About this exercise:
Pull every line from the records that has the word "each" in it.

Data excerpts:

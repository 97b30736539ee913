//! Linear least-squares fit of all hits of a candidate with the full
//! multiple-scattering covariance.
//!
//! Measurements are stacked as `(z_0..z_{n-1}, y_0..y_{n-1})`. The fit
//! minimises `(m - Hx)^T V^-1 (m - Hx)`, so
//! `C = (H^T V^-1 H)^-1`, `x = C H^T V^-1 m`.
//! Everything except `m` depends only on the configuration and is built once.

use nalgebra::{DMatrix, DVector, Matrix5, Vector5};
use st_core::config::BEND_CONSTANT;
use st_core::{Error, EventHits, Geometry, PhysicsConfig, Result, TrackState};

use crate::matrices::{global_measurement_covariance, global_projection};

/// Result of one global fit.
#[derive(Debug, Clone, PartialEq)]
pub struct GlobalFitResult {
    /// `r^T V^-1 r` at the minimum.
    pub chi2: f64,
    /// `2 * n_planes - n_params`.
    pub ndf: usize,
    /// Fitted state at plane 0.
    pub state: TrackState,
}

/// Pre-computed global fit for one geometry and one scattering hypothesis.
#[derive(Debug, Clone)]
pub struct GlobalFitter {
    n_planes: usize,
    n_params: usize,
    fixed_inv_p: f64,
    v_inv: DMatrix<f64>,
    h: DMatrix<f64>,
    covariance: DMatrix<f64>,
    gain: DMatrix<f64>,
    /// Known magnet deflection subtracted from y when 1/p is not fitted.
    bend_offset: DVector<f64>,
}

impl GlobalFitter {
    /// Build the fit matrices, evaluating the scattering angle at `inv_p`.
    pub fn new(geometry: &Geometry, physics: &PhysicsConfig, inv_p: f64) -> Result<Self> {
        if !inv_p.is_finite() {
            return Err(Error::Validation(format!("global fit: invalid 1/p {inv_p}")));
        }
        let n = geometry.n_planes();
        let n_params = physics.n_fit_parameters();
        if 2 * n <= n_params {
            return Err(Error::Validation(format!(
                "global fit: {n} planes cannot constrain {n_params} parameters"
            )));
        }

        let d = geometry.dist_between_planes();
        let s2 = physics.resolution * physics.resolution;
        let theta = physics.scattering_angle(inv_p.abs());
        let v = global_measurement_covariance(n, s2, theta * theta, d * d);

        let chol = v.cholesky().ok_or_else(|| {
            Error::Computation("global fit: measurement covariance not SPD".to_string())
        })?;
        let v_inv = chol.inverse();

        let dpdt = BEND_CONSTANT * physics.integral_bdl;
        let h = global_projection(geometry, dpdt, n_params);
        let ht_vinv = h.transpose() * &v_inv;
        let weight = &ht_vinv * &h;
        let covariance = weight.cholesky().map(|c| c.inverse()).ok_or_else(|| {
            Error::Computation("global fit: normal matrix H^T V^-1 H is singular".to_string())
        })?;
        let gain = &covariance * ht_vinv;

        let fixed_inv_p = 1.0 / physics.beam_momentum;
        let mut bend_offset = DVector::zeros(2 * n);
        if n_params < 5 {
            for i in 0..n {
                bend_offset[n + i] = dpdt * geometry.bend_lever_arm(i) * fixed_inv_p;
            }
        }

        Ok(Self { n_planes: n, n_params, fixed_inv_p, v_inv, h, covariance, gain, bend_offset })
    }

    /// Degrees of freedom of every fit.
    pub fn ndf(&self) -> usize {
        2 * self.n_planes - self.n_params
    }

    /// Number of fitted parameters (4 or 5).
    pub fn n_params(&self) -> usize {
        self.n_params
    }

    /// Fit a measurement vector laid out as z of all planes, then y of all planes.
    pub fn fit(&self, measurements: &DVector<f64>) -> Result<GlobalFitResult> {
        if measurements.len() != 2 * self.n_planes {
            return Err(Error::Validation(format!(
                "global fit: expected {} measurements, got {}",
                2 * self.n_planes,
                measurements.len()
            )));
        }
        let m = measurements - &self.bend_offset;
        let x = &self.gain * &m;
        let r = &m - &self.h * &x;
        let chi2 = r.dot(&(&self.v_inv * &r));

        let mut params = Vector5::zeros();
        let mut covariance = Matrix5::zeros();
        for i in 0..self.n_params {
            params[i] = x[i];
            for j in 0..self.n_params {
                covariance[(i, j)] = self.covariance[(i, j)];
            }
        }
        if self.n_params < 5 {
            params[4] = self.fixed_inv_p;
        }

        Ok(GlobalFitResult { chi2, ndf: self.ndf(), state: TrackState::new(params, covariance) })
    }

    /// Fit the hits selected by `indices` (one hit index per plane).
    pub fn fit_hits(&self, hits: &EventHits, indices: &[usize]) -> Result<GlobalFitResult> {
        if indices.len() != self.n_planes || hits.n_planes() != self.n_planes {
            return Err(Error::Validation(format!(
                "global fit: need one hit in each of {} planes",
                self.n_planes
            )));
        }
        let n = self.n_planes;
        let mut m = DVector::zeros(2 * n);
        for (p, &i) in indices.iter().enumerate() {
            let hit = hits.hit(p, i);
            m[p] = hit.z;
            m[n + p] = hit.y;
        }
        self.fit(&m)
    }
}

#[cfg(test)]
mod tests {
    use super::*;
    use approx::assert_relative_eq;
    use st_core::{GeometryConfig, Hit, TrackParameter};

    fn geometry() -> Geometry {
        Geometry::from_config(&GeometryConfig::default()).unwrap()
    }

    /// Hits of a noiseless track with the given parameters.
    fn ideal_hits(g: &Geometry, physics: &PhysicsConfig, z0: f64, tz: f64, y0: f64, ty: f64) -> EventHits {
        let dpdt = BEND_CONSTANT * physics.integral_bdl;
        let planes = (0..g.n_planes())
            .map(|i| {
                let x = i as f64 * g.dist_between_planes();
                let y = y0 + ty * x + dpdt * g.bend_lever_arm(i) / physics.beam_momentum;
                vec![Hit::signal(y, z0 + tz * x)]
            })
            .collect();
        EventHits::from_planes(planes)
    }

    #[test]
    fn test_exact_track_fits_with_zero_chi2() {
        let g = geometry();
        let physics = PhysicsConfig::default();
        let fitter = GlobalFitter::new(&g, &physics, 1.0 / physics.beam_momentum).unwrap();
        let hits = ideal_hits(&g, &physics, 0.01, 0.002, -0.02, 0.001);
        let fit = fitter.fit_hits(&hits, &[0, 0, 0, 0]).unwrap();

        assert_eq!(fit.ndf, 3);
        assert!(fit.chi2 < 1e-12, "chi2={}", fit.chi2);
        assert_relative_eq!(fit.state.value(TrackParameter::Z0), 0.01, epsilon = 1e-10);
        assert_relative_eq!(fit.state.value(TrackParameter::DzDx), 0.002, epsilon = 1e-10);
        assert_relative_eq!(fit.state.value(TrackParameter::Y0), -0.02, epsilon = 1e-10);
        assert_relative_eq!(fit.state.value(TrackParameter::DyDx), 0.001, epsilon = 1e-10);
        assert_relative_eq!(fit.state.value(TrackParameter::InvP), 20.0, epsilon = 1e-6);
    }

    #[test]
    fn test_covariance_is_symmetric_positive() {
        let g = geometry();
        let physics = PhysicsConfig::default();
        let fitter = GlobalFitter::new(&g, &physics, 20.0).unwrap();
        let fit = fitter.fit_hits(&ideal_hits(&g, &physics, 0.0, 0.0, 0.0, 0.0), &[0; 4]).unwrap();
        let c = fit.state.covariance;
        for i in 0..5 {
            assert!(c[(i, i)] > 0.0);
            for j in 0..5 {
                assert_relative_eq!(c[(i, j)], c[(j, i)], epsilon = 1e-18, max_relative = 1e-9);
            }
        }
        // z and y projections do not talk to each other.
        assert_relative_eq!(c[(0, 2)], 0.0, epsilon = 1e-20);
    }

    #[test]
    fn test_offset_hit_raises_chi2() {
        let g = geometry();
        let physics = PhysicsConfig { mult_scatt_angle: 0.0, ..PhysicsConfig::default() };
        let fitter = GlobalFitter::new(&g, &physics, 20.0).unwrap();
        let mut hits = ideal_hits(&g, &physics, 0.0, 0.0, 0.0, 0.0);
        hits.planes[1].hits[0].z += 10.0 * physics.resolution;
        let fit = fitter.fit_hits(&hits, &[0; 4]).unwrap();

        // 10 sigma on a point with straight-line leverage 0.3 at x = 10 cm
        assert_relative_eq!(fit.chi2, 70.0, max_relative = 1e-6);
    }

    #[test]
    fn test_four_parameter_fit_reports_fixed_momentum() {
        let g = geometry();
        let physics = PhysicsConfig { fit_momentum: false, ..PhysicsConfig::default() };
        let fitter = GlobalFitter::new(&g, &physics, 20.0).unwrap();
        assert_eq!(fitter.n_params(), 4);
        assert_eq!(fitter.ndf(), 4);

        let hits = ideal_hits(&g, &physics, 0.0, 0.001, 0.005, 0.0);
        let fit = fitter.fit_hits(&hits, &[0; 4]).unwrap();
        assert!(fit.chi2 < 1e-12);
        assert_relative_eq!(fit.state.value(TrackParameter::InvP), 20.0);
        assert_eq!(fit.state.uncertainty(TrackParameter::InvP), 0.0);
        assert_relative_eq!(fit.state.value(TrackParameter::Y0), 0.005, epsilon = 1e-10);
    }

    #[test]
    fn test_wrong_measurement_count_is_rejected() {
        let g = geometry();
        let fitter = GlobalFitter::new(&g, &PhysicsConfig::default(), 20.0).unwrap();
        let err = fitter.fit(&DVector::zeros(6)).unwrap_err();
        assert!(matches!(err, Error::Validation(_)));
    }
}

Result:
                "global fit: need one hit in each of {} planes",
        // z and y projections do not talk to each other.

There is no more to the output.